─── Dataset records ───

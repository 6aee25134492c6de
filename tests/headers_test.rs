use actix_web::http::header::{HeaderMap, HeaderName, HeaderValue};
use actix_web_security_headers::{
    CspMode, PolicyFragment, SecurityHeaders, SecurityHeadersConfig, SecurityHeadersError,
    SiteContext,
};

fn example_site() -> SiteContext<'static> {
    SiteContext::new().base_url("https://example.com")
}

#[cfg(test)]
mod tests {
    use super::*;

    #[test]
    fn test_default_headers() {
        let headers =
            SecurityHeaders::compute(&SecurityHeadersConfig::default(), example_site()).unwrap();

        let names: Vec<&str> = headers.iter().map(|(name, _)| name.as_str()).collect();
        assert_eq!(
            names,
            vec![
                "strict-transport-security",
                "x-frame-options",
                "x-content-type-options",
                "referrer-policy",
                "content-security-policy",
            ]
        );
        assert_eq!(
            headers.get("Strict-Transport-Security").unwrap(),
            "max-age=31536000"
        );
        assert_eq!(headers.get("x-frame-options").unwrap(), "SAMEORIGIN");
        assert_eq!(headers.get("x-content-type-options").unwrap(), "nosniff");
        assert_eq!(headers.get("referrer-policy").unwrap(), "same-origin");
        assert!(headers.get("permissions-policy").is_none());
    }

    #[test]
    fn test_computed_csp() {
        let config = SecurityHeadersConfig::builder()
            .minimum_policy(
                "general",
                PolicyFragment::new()
                    .with("default-src", "HOSTS")
                    .with("style-src", "'unsafe-inline' HOSTS"),
            )
            .without_default_policies()
            .policy(
                "googleFonts",
                PolicyFragment::new()
                    .with("style-src", "fonts.googleapis.com")
                    .with("font-src", "fonts.gstatic.com"),
            )
            .build()
            .unwrap();

        let headers = SecurityHeaders::compute(&config, example_site()).unwrap();

        assert_eq!(
            headers.content_security_policy(),
            Some(
                "default-src example.com 'self'; \
                 style-src 'unsafe-inline' example.com 'self' fonts.googleapis.com; \
                 font-src fonts.gstatic.com"
            )
        );
    }

    #[test]
    fn test_literal_csp_bypasses_fragments_and_hosts() {
        let config = SecurityHeadersConfig::builder()
            .content_security_policy(CspMode::Literal("default-src 'none'".into()))
            .build()
            .unwrap();
        // Discovery would fail on this URL if it ran.
        let site = SiteContext::new().base_url("not a url");

        let headers = SecurityHeaders::compute(&config, site).unwrap();

        assert_eq!(headers.content_security_policy(), Some("default-src 'none'"));
    }

    #[test]
    fn test_disabled_csp_omits_header() {
        let config = SecurityHeadersConfig::builder()
            .content_security_policy(CspMode::Disabled)
            .build()
            .unwrap();

        let headers = SecurityHeaders::compute(&config, example_site()).unwrap();

        assert!(headers.get("content-security-policy").is_none());
        assert_eq!(headers.len(), 4);
    }

    #[test]
    fn test_all_optional_headers_disabled() {
        let config = SecurityHeadersConfig::from_json_str(
            r#"{
                "Strict-Transport-Security": false,
                "X-Frame-Options": false,
                "Referrer-Policy": false,
                "Content-Security-Policy": false
            }"#,
        )
        .unwrap();

        let headers = SecurityHeaders::compute(&config, example_site()).unwrap();

        assert_eq!(headers.len(), 1);
        assert_eq!(headers.get("x-content-type-options").unwrap(), "nosniff");
    }

    #[test]
    fn test_permissions_policy_passthrough() {
        let config = SecurityHeadersConfig::builder()
            .permissions_policy("geolocation=(), camera=()")
            .build()
            .unwrap();

        let headers = SecurityHeaders::compute(&config, example_site()).unwrap();

        assert_eq!(
            headers.get("permissions-policy").unwrap(),
            "geolocation=(), camera=()"
        );
    }

    #[test]
    fn test_invalid_base_url_aborts_computation() {
        let site = SiteContext::new().base_url("::not-a-url::");

        let result = SecurityHeaders::compute(&SecurityHeadersConfig::default(), site);

        assert!(matches!(result, Err(SecurityHeadersError::InvalidUrl { .. })));
    }

    #[test]
    fn test_empty_override_with_placeholder_aborts_computation() {
        let config = SecurityHeadersConfig::builder()
            .legitimate_hosts(Vec::<String>::new())
            .build()
            .unwrap();

        let result = SecurityHeaders::compute(&config, example_site());

        assert!(matches!(result, Err(SecurityHeadersError::EmptyHostSet)));
    }

    #[test]
    fn test_invalid_header_value_aborts_computation() {
        let config = SecurityHeadersConfig::builder()
            .x_frame_options("SAMEORIGIN\r\nX-Injected: 1")
            .build()
            .unwrap();

        let result = SecurityHeaders::compute(&config, example_site());

        assert!(matches!(
            result,
            Err(SecurityHeadersError::InvalidHeaderValue {
                header: "x-frame-options",
                ..
            })
        ));
    }

    #[test]
    fn test_override_hosts_in_csp() {
        let config = SecurityHeadersConfig::builder()
            .without_default_policies()
            .legitimate_hosts(["foo.com"])
            .build()
            .unwrap();

        let headers = SecurityHeaders::compute(&config, example_site()).unwrap();
        let csp = headers.content_security_policy().unwrap();

        assert!(csp.starts_with("default-src foo.com; "));
        assert!(!csp.contains("example.com"));
        assert!(!csp.contains("HOSTS"));
    }

    #[test]
    fn test_apply_to_keeps_existing_headers() {
        let headers =
            SecurityHeaders::compute(&SecurityHeadersConfig::default(), example_site()).unwrap();
        let mut target = HeaderMap::new();
        target.insert(
            HeaderName::from_static("x-frame-options"),
            HeaderValue::from_static("DENY"),
        );

        headers.apply_to(&mut target);

        assert_eq!(target.get("x-frame-options").unwrap(), "DENY");
        assert_eq!(target.get("referrer-policy").unwrap(), "same-origin");
        assert_eq!(target.len(), headers.len());
    }

    #[test]
    fn test_compute_is_deterministic() {
        let config = SecurityHeadersConfig::default();

        let first = SecurityHeaders::compute(&config, example_site()).unwrap();
        let second = SecurityHeaders::compute(&config, example_site()).unwrap();

        assert_eq!(first, second);
    }
}
use crate::constants::{DEFAULT_HSTS, DEFAULT_REFERRER_POLICY, DEFAULT_X_FRAME_OPTIONS};
use crate::core::fragment::{FragmentSet, PolicyFragment};
use crate::error::SecurityHeadersError;
use indexmap::IndexMap;
use serde::{Deserialize, Deserializer};
use std::{borrow::Cow, fmt, path::Path};

/// An option that may be switched off with `false` or `null` instead of
/// carrying a value.
#[derive(Debug, Clone, PartialEq, Eq, Deserialize)]
#[serde(untagged)]
pub enum Toggle<T> {
    Flag(bool),
    Null,
    Value(T),
}

/// A pass-through header: either a fixed value or omitted.
#[derive(Debug, Clone, PartialEq, Eq, Deserialize)]
#[serde(try_from = "Toggle<String>")]
pub enum HeaderSetting {
    Disabled,
    Value(Cow<'static, str>),
}

impl HeaderSetting {
    #[inline]
    pub fn value(&self) -> Option<&str> {
        match self {
            HeaderSetting::Disabled => None,
            HeaderSetting::Value(value) => Some(value),
        }
    }

    #[inline]
    pub fn is_enabled(&self) -> bool {
        matches!(self, HeaderSetting::Value(_))
    }
}

impl TryFrom<Toggle<String>> for HeaderSetting {
    type Error = String;

    fn try_from(raw: Toggle<String>) -> Result<Self, Self::Error> {
        match raw {
            Toggle::Flag(false) | Toggle::Null => Ok(HeaderSetting::Disabled),
            Toggle::Value(value) if value.is_empty() => Ok(HeaderSetting::Disabled),
            Toggle::Value(value) => Ok(HeaderSetting::Value(Cow::Owned(value))),
            Toggle::Flag(true) => Err("expected a header value or false, found true".to_owned()),
        }
    }
}

impl From<&'static str> for HeaderSetting {
    fn from(value: &'static str) -> Self {
        HeaderSetting::Value(Cow::Borrowed(value))
    }
}

impl From<String> for HeaderSetting {
    fn from(value: String) -> Self {
        HeaderSetting::Value(Cow::Owned(value))
    }
}

impl<T: Into<HeaderSetting>> From<Option<T>> for HeaderSetting {
    fn from(value: Option<T>) -> Self {
        value.map_or(HeaderSetting::Disabled, Into::into)
    }
}

/// How the Content-Security-Policy header is produced.
#[derive(Debug, Clone, Default, PartialEq, Eq, Deserialize)]
#[serde(from = "Toggle<String>")]
pub enum CspMode {
    /// Merged from the configured fragments and legitimate hosts.
    #[default]
    Computed,
    /// Sent verbatim; fragments and hosts are ignored.
    Literal(Cow<'static, str>),
    Disabled,
}

impl From<Toggle<String>> for CspMode {
    fn from(raw: Toggle<String>) -> Self {
        match raw {
            Toggle::Flag(true) => CspMode::Computed,
            Toggle::Flag(false) | Toggle::Null => CspMode::Disabled,
            Toggle::Value(value) if value.is_empty() => CspMode::Disabled,
            Toggle::Value(value) => CspMode::Literal(Cow::Owned(value)),
        }
    }
}

impl fmt::Display for CspMode {
    fn fmt(&self, f: &mut fmt::Formatter<'_>) -> fmt::Result {
        match self {
            CspMode::Computed => f.write_str("computed"),
            CspMode::Literal(_) => f.write_str("literal"),
            CspMode::Disabled => f.write_str("disabled"),
        }
    }
}

#[derive(Debug, Clone, PartialEq, Eq, Deserialize)]
#[serde(default)]
pub struct SecurityHeadersConfig {
    #[serde(rename = "Strict-Transport-Security")]
    strict_transport_security: HeaderSetting,
    #[serde(rename = "X-Frame-Options")]
    x_frame_options: HeaderSetting,
    #[serde(rename = "Referrer-Policy")]
    referrer_policy: HeaderSetting,
    #[serde(rename = "Permissions-Policy")]
    permissions_policy: HeaderSetting,
    #[serde(rename = "Content-Security-Policy")]
    content_security_policy: CspMode,
    #[serde(rename = "minimumPolicies", deserialize_with = "minimum_policies")]
    minimum_policies: FragmentSet,
    #[serde(rename = "policies", deserialize_with = "addon_policies")]
    policies: FragmentSet,
    #[serde(rename = "legitimateHosts")]
    legitimate_hosts: Option<Vec<String>>,
}

impl Default for SecurityHeadersConfig {
    fn default() -> Self {
        Self {
            // Subdomains may be unrelated sites, so includeSubDomains is left off.
            strict_transport_security: HeaderSetting::from(DEFAULT_HSTS),
            x_frame_options: HeaderSetting::from(DEFAULT_X_FRAME_OPTIONS),
            referrer_policy: HeaderSetting::from(DEFAULT_REFERRER_POLICY),
            permissions_policy: HeaderSetting::Disabled,
            content_security_policy: CspMode::Computed,
            minimum_policies: FragmentSet::default_minimum(),
            policies: FragmentSet::default_addons(),
            legitimate_hosts: None,
        }
    }
}

fn minimum_policies<'de, D>(deserializer: D) -> Result<FragmentSet, D::Error>
where
    D: Deserializer<'de>,
{
    overlay_defaults(deserializer, FragmentSet::default_minimum())
}

fn addon_policies<'de, D>(deserializer: D) -> Result<FragmentSet, D::Error>
where
    D: Deserializer<'de>,
{
    overlay_defaults(deserializer, FragmentSet::default_addons())
}

fn overlay_defaults<'de, D>(
    deserializer: D,
    mut defaults: FragmentSet,
) -> Result<FragmentSet, D::Error>
where
    D: Deserializer<'de>,
{
    let raw = Option::<IndexMap<String, Toggle<PolicyFragment>>>::deserialize(deserializer)?;
    if let Some(raw) = raw {
        defaults
            .overlay_toggles(raw)
            .map_err(serde::de::Error::custom)?;
    }
    Ok(defaults)
}

impl SecurityHeadersConfig {
    #[inline]
    pub fn builder() -> SecurityHeadersConfigBuilder {
        SecurityHeadersConfigBuilder::new()
    }

    pub fn from_json_str(json: &str) -> Result<Self, SecurityHeadersError> {
        let config: Self = serde_json::from_str(json)?;
        config.validate()?;
        Ok(config)
    }

    pub fn from_json_file(path: impl AsRef<Path>) -> Result<Self, SecurityHeadersError> {
        let json = std::fs::read_to_string(path.as_ref())?;
        log::debug!("Loaded security headers config from {}", path.as_ref().display());
        Self::from_json_str(&json)
    }

    pub fn validate(&self) -> Result<(), SecurityHeadersError> {
        if let Some(hosts) = &self.legitimate_hosts {
            for host in hosts {
                if host.is_empty() || host.contains(char::is_whitespace) {
                    return Err(SecurityHeadersError::ConfigError(format!(
                        "legitimateHosts entry {:?} must be a single non-empty token",
                        host
                    )));
                }
            }
        }
        Ok(())
    }

    #[inline]
    pub fn strict_transport_security(&self) -> &HeaderSetting {
        &self.strict_transport_security
    }

    #[inline]
    pub fn x_frame_options(&self) -> &HeaderSetting {
        &self.x_frame_options
    }

    #[inline]
    pub fn referrer_policy(&self) -> &HeaderSetting {
        &self.referrer_policy
    }

    #[inline]
    pub fn permissions_policy(&self) -> &HeaderSetting {
        &self.permissions_policy
    }

    #[inline]
    pub fn content_security_policy(&self) -> &CspMode {
        &self.content_security_policy
    }

    #[inline]
    pub fn minimum_policies(&self) -> &FragmentSet {
        &self.minimum_policies
    }

    #[inline]
    pub fn policies(&self) -> &FragmentSet {
        &self.policies
    }

    #[inline]
    pub fn legitimate_hosts(&self) -> Option<&[String]> {
        self.legitimate_hosts.as_deref()
    }

    /// All fragments in merge order: minimum policies first, then add-ons.
    /// An add-on sharing a name with a minimum policy replaces it in place.
    pub fn fragments(&self) -> FragmentSet {
        let mut fragments = self.minimum_policies.clone();
        fragments.overlay(&self.policies);
        fragments
    }
}

#[derive(Debug, Default)]
pub struct SecurityHeadersConfigBuilder {
    config: SecurityHeadersConfig,
}

impl SecurityHeadersConfigBuilder {
    #[inline]
    pub fn new() -> Self {
        Self::default()
    }

    #[inline]
    pub fn strict_transport_security(mut self, setting: impl Into<HeaderSetting>) -> Self {
        self.config.strict_transport_security = setting.into();
        self
    }

    #[inline]
    pub fn x_frame_options(mut self, setting: impl Into<HeaderSetting>) -> Self {
        self.config.x_frame_options = setting.into();
        self
    }

    #[inline]
    pub fn referrer_policy(mut self, setting: impl Into<HeaderSetting>) -> Self {
        self.config.referrer_policy = setting.into();
        self
    }

    #[inline]
    pub fn permissions_policy(mut self, setting: impl Into<HeaderSetting>) -> Self {
        self.config.permissions_policy = setting.into();
        self
    }

    #[inline]
    pub fn content_security_policy(mut self, mode: CspMode) -> Self {
        self.config.content_security_policy = mode;
        self
    }

    pub fn minimum_policy(mut self, name: impl Into<String>, fragment: PolicyFragment) -> Self {
        self.config.minimum_policies.insert(name, fragment);
        self
    }

    pub fn disable_minimum_policy(mut self, name: impl Into<String>) -> Self {
        self.config.minimum_policies.disable(name);
        self
    }

    pub fn policy(mut self, name: impl Into<String>, fragment: PolicyFragment) -> Self {
        self.config.policies.insert(name, fragment);
        self
    }

    pub fn disable_policy(mut self, name: impl Into<String>) -> Self {
        self.config.policies.disable(name);
        self
    }

    /// Drops the bundled add-on fragments, keeping only the minimum policies.
    pub fn without_default_policies(mut self) -> Self {
        self.config.policies = FragmentSet::new();
        self
    }

    pub fn legitimate_hosts(
        mut self,
        hosts: impl IntoIterator<Item = impl Into<String>>,
    ) -> Self {
        self.config.legitimate_hosts = Some(hosts.into_iter().map(Into::into).collect());
        self
    }

    pub fn build(self) -> Result<SecurityHeadersConfig, SecurityHeadersError> {
        self.config.validate()?;
        Ok(self.config)
    }

    #[inline]
    pub fn build_unchecked(self) -> SecurityHeadersConfig {
        self.config
    }
}
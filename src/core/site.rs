use indexmap::IndexMap;
use serde::Deserialize;

/// Storage backend for uploaded media. The URL may be relative (served by the
/// site itself) or absolute (a CDN or bucket host).
pub trait MediaStorage {
    fn url(&self) -> String;
}

impl MediaStorage for String {
    fn url(&self) -> String {
        self.clone()
    }
}

impl MediaStorage for &'static str {
    fn url(&self) -> String {
        (*self).to_owned()
    }
}

/// Hostname settings of a multi-site / localization layer.
#[derive(Debug, Clone, Default, PartialEq, Eq, Deserialize)]
#[serde(default, rename_all = "camelCase")]
pub struct LocaleHostnames {
    /// Locale name to hostname.
    pub hostnames: IndexMap<String, String>,
    /// Hostname to its default locale.
    pub default_locales_by_hostname: IndexMap<String, String>,
}

impl LocaleHostnames {
    #[inline]
    pub fn new() -> Self {
        Self::default()
    }

    pub fn hostname(mut self, locale: impl Into<String>, hostname: impl Into<String>) -> Self {
        self.hostnames.insert(locale.into(), hostname.into());
        self
    }

    pub fn default_locale(
        mut self,
        hostname: impl Into<String>,
        locale: impl Into<String>,
    ) -> Self {
        self.default_locales_by_hostname
            .insert(hostname.into(), locale.into());
        self
    }

    /// Per-locale hostnames followed by the default-locale hostname keys.
    pub fn all_hostnames(&self) -> impl Iterator<Item = &str> {
        self.hostnames
            .values()
            .chain(self.default_locales_by_hostname.keys())
            .map(String::as_str)
    }
}

/// Already-loaded site state consulted during host discovery.
#[derive(Default, Clone, Copy)]
pub struct SiteContext<'a> {
    base_url: Option<&'a str>,
    locales: Option<&'a LocaleHostnames>,
    media: Option<&'a dyn MediaStorage>,
}

impl<'a> SiteContext<'a> {
    #[inline]
    pub fn new() -> Self {
        Self::default()
    }

    #[inline]
    pub fn base_url(mut self, base_url: &'a str) -> Self {
        self.base_url = Some(base_url);
        self
    }

    #[inline]
    pub fn locales(mut self, locales: &'a LocaleHostnames) -> Self {
        self.locales = Some(locales);
        self
    }

    #[inline]
    pub fn media_storage(mut self, media: &'a dyn MediaStorage) -> Self {
        self.media = Some(media);
        self
    }

    #[inline]
    pub fn get_base_url(&self) -> Option<&'a str> {
        self.base_url
    }

    #[inline]
    pub fn get_locales(&self) -> Option<&'a LocaleHostnames> {
        self.locales
    }

    #[inline]
    pub fn get_media_storage(&self) -> Option<&'a dyn MediaStorage> {
        self.media
    }
}

impl std::fmt::Debug for SiteContext<'_> {
    fn fmt(&self, f: &mut std::fmt::Formatter<'_>) -> std::fmt::Result {
        f.debug_struct("SiteContext")
            .field("base_url", &self.base_url)
            .field("locales", &self.locales)
            .field("media_storage", &self.media.is_some())
            .finish()
    }
}
pub mod headers;

pub use headers::{
    configure_security_headers, security_headers_middleware, SecurityHeadersMiddleware,
    SecurityHeadersMiddlewareService,
};
use crate::core::config::SecurityHeadersConfig;
use crate::core::headers::SecurityHeaders;
use crate::core::site::SiteContext;
use crate::error::SecurityHeadersError;
use actix_service::{Service, Transform};
use actix_web::{
    dev::{forward_ready, ServiceRequest, ServiceResponse},
    web::{Data, ServiceConfig},
    Error,
};
use futures::future::{ready, LocalBoxFuture, Ready};
use std::{rc::Rc, sync::Arc};

/// Writes the precomputed [`SecurityHeaders`] onto every response.
#[derive(Clone)]
pub struct SecurityHeadersMiddleware {
    headers: Arc<SecurityHeaders>,
}

impl SecurityHeadersMiddleware {
    #[inline]
    pub fn new(headers: SecurityHeaders) -> Self {
        Self::from_shared(Arc::new(headers))
    }

    #[inline]
    pub fn from_shared(headers: Arc<SecurityHeaders>) -> Self {
        Self { headers }
    }

    /// Computes the header set once; call during startup and abort on error.
    pub fn from_config(
        config: &SecurityHeadersConfig,
        site: SiteContext<'_>,
    ) -> Result<Self, SecurityHeadersError> {
        SecurityHeaders::compute(config, site).map(Self::new)
    }

    #[inline]
    pub fn headers(&self) -> Arc<SecurityHeaders> {
        self.headers.clone()
    }
}

impl<S, B> Transform<S, ServiceRequest> for SecurityHeadersMiddleware
where
    S: Service<ServiceRequest, Response = ServiceResponse<B>, Error = Error> + 'static,
    S::Future: 'static,
    B: 'static,
{
    type Response = ServiceResponse<B>;
    type Error = Error;
    type Transform = SecurityHeadersMiddlewareService<S>;
    type InitError = ();
    type Future = Ready<Result<Self::Transform, Self::InitError>>;

    fn new_transform(&self, service: S) -> Self::Future {
        ready(Ok(SecurityHeadersMiddlewareService {
            service: Rc::new(service),
            headers: self.headers.clone(),
        }))
    }
}

pub struct SecurityHeadersMiddlewareService<S> {
    service: Rc<S>,
    headers: Arc<SecurityHeaders>,
}

impl<S, B> Service<ServiceRequest> for SecurityHeadersMiddlewareService<S>
where
    S: Service<ServiceRequest, Response = ServiceResponse<B>, Error = Error> + 'static,
    S::Future: 'static,
    B: 'static,
{
    type Response = ServiceResponse<B>;
    type Error = Error;
    type Future = LocalBoxFuture<'static, Result<Self::Response, Self::Error>>;

    forward_ready!(service);

    fn call(&self, req: ServiceRequest) -> Self::Future {
        let service = self.service.clone();
        let headers = self.headers.clone();

        Box::pin(async move {
            let mut res = service.call(req).await?;
            // A header the handler set explicitly takes precedence.
            headers.apply_to(res.headers_mut());
            Ok(res)
        })
    }
}

#[inline]
pub fn security_headers_middleware(headers: SecurityHeaders) -> SecurityHeadersMiddleware {
    SecurityHeadersMiddleware::new(headers)
}

/// Registers the shared header set as app data so handlers can extract
/// `Data<SecurityHeaders>`.
pub fn configure_security_headers(
    headers: Arc<SecurityHeaders>,
) -> impl FnOnce(&mut ServiceConfig) {
    move |cfg| {
        cfg.app_data(Data::from(headers));
    }
}
//! Grammar core of a SELFIES to SMILES translator.
//!
//! A SELFIES string is derived symbol by symbol. Each symbol is turned into a SMILES fragment
//! by a valence-aware state machine, so the output never exceeds an atom's bonding capacity:
//!
//! - [`derive_atom`] derives atom symbols and falls back to [`normalize`] for symbols it
//!   does not know.
//! - [`derive_branch`] gives the states around a `[BranchL_X]` symbol.
//! - [`chars_index`] packs the symbols that follow ring and branch symbols into an integer.
//!
//! Walking the symbol stream, keeping the branch stack and closing rings are left to the
//! caller; [`split_selfies`] and [`TokenKind`] help with the first step.
//!
//! ```
//! use rustselfies::{derive_atom, derive_branch, DerivationState};
//!
//! let (c, state) = derive_atom("[C]", DerivationState::START, true);
//! assert_eq!(c, "C");
//! let state = state.unwrap();
//! let (o, end) = derive_atom("[=O]", state, true);
//! assert_eq!(o, "=O");
//! assert_eq!(end, None);
//!
//! let branch = derive_branch("[Branch1_1]", state).unwrap();
//! assert_eq!(branch.next, DerivationState::TWO);
//! ```

pub mod alphabet;
pub mod atom;
pub mod branch;
pub mod constants;
pub mod error;
pub mod normalize;
pub mod state;
pub mod utils;

#[cfg(feature = "python")]
mod bindings;

pub use alphabet::{alphabet_code, batch_chars_index, chars_index, try_chars_index};
pub use atom::{derive_atom, fallback_state, AtomRule, AtomTable, AtomTransition};
pub use branch::{branch_degree, branch_row, can_originate_branch, derive_branch, BranchTransition};
pub use error::{GrammarError, Result};
pub use normalize::normalize;
pub use state::{Capacity, DerivationState, HighCapacity, RelaxedNitrogen};
pub use utils::{batch_split_selfies, split_selfies, TokenKind};

#[cfg(feature = "python")]
use pyo3::prelude::*;

/// Valence-aware SELFIES derivation grammar with Python bindings
#[cfg(feature = "python")]
#[pymodule]
fn rustselfies(m: &Bound<'_, PyModule>) -> PyResult<()> {
    pyo3_log::init();
    m.add_function(wrap_pyfunction!(bindings::get_next_state, m)?)?;
    m.add_function(wrap_pyfunction!(bindings::get_next_branch_state, m)?)?;
    m.add_function(wrap_pyfunction!(bindings::get_chars_index, m)?)?;
    m.add_function(wrap_pyfunction!(bindings::batch_chars_index, m)?)?;
    m.add_function(wrap_pyfunction!(bindings::process_unknown_char, m)?)?;
    m.add_function(wrap_pyfunction!(bindings::split_selfies, m)?)?;
    Ok(())
}

// ============================================================================
// RUST TESTS
// ============================================================================

#[cfg(test)]
mod tests {
    use super::*;
    use crate::constants::SELFIES_TOKEN_PATTERN;
    use fancy_regex::Regex;

    /// Thread states through a linear chain of atom symbols, stopping when capacity runs out.
    fn derive_chain(selfies: &str, n_restrict: bool) -> String {
        let pattern = Regex::new(SELFIES_TOKEN_PATTERN).unwrap();
        let mut smiles = String::new();
        let mut state = DerivationState::START;
        for token in split_selfies(selfies, &pattern) {
            assert_eq!(TokenKind::of(&token), TokenKind::Atom);
            let (fragment, next) = derive_atom(&token, state, n_restrict);
            smiles.push_str(&fragment);
            match next {
                Some(next) => state = next,
                None => break,
            }
        }
        smiles
    }

    #[test]
    fn test_chain_ethanol() {
        assert_eq!(derive_chain("[C][C][O]", true), "CCO");
    }

    #[test]
    fn test_chain_bond_orders_are_capped() {
        // oxygen after a single remaining bond cannot be double bonded
        assert_eq!(derive_chain("[F][=O]", true), "FO");
        assert_eq!(derive_chain("[C][#C][#C]", true), "C#CC");
        assert_eq!(derive_chain("[O][#N]", true), "O=N");
    }

    #[test]
    fn test_chain_stops_when_saturated() {
        assert_eq!(derive_chain("[C][F][C][C]", true), "CF");
        assert_eq!(derive_chain("[C][#N][C]", true), "C#N");
    }

    #[test]
    fn test_chain_unknown_symbols() {
        assert_eq!(derive_chain("[c][Na+][C]", true), "c[Na+]C");
    }

    #[test]
    fn test_chain_relaxed_nitrogen() {
        // restricted: N has two bonds left, so [#C] is capped at a double bond
        assert_eq!(derive_chain("[C][N][=C]", true), "CN=C");
        assert_eq!(derive_chain("[O][N][#C]", true), "ON=C");
        // relaxed: N continues from the fallback state
        assert_eq!(derive_chain("[O][N][#C]", false), "ON#C");
    }

    #[test]
    fn test_branch_then_atoms() {
        let (_, state) = derive_atom("[C]", DerivationState::START, true);
        let branch = derive_branch("[Branch1_1]", state.unwrap()).unwrap();
        let (fragment, inner) = derive_atom("[F]", branch.initial.unwrap(), true);
        assert_eq!(fragment, "F");
        assert_eq!(inner, None);
        let (fragment, next) = derive_atom("[=O]", branch.next, true);
        assert_eq!(fragment, "=O");
        assert_eq!(next, None);
    }

    #[test]
    fn test_concurrent_derivations_agree() {
        use rayon::prelude::*;

        let inputs = vec!["[C][C][O]"; 64];
        let results: Vec<String> = inputs.par_iter().map(|s| derive_chain(s, true)).collect();
        assert!(results.iter().all(|r| r == "CCO"));
    }
}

───

Search the entries above for lines holding the string "DENY", then report only how many there are.

# Solution to this exercise
2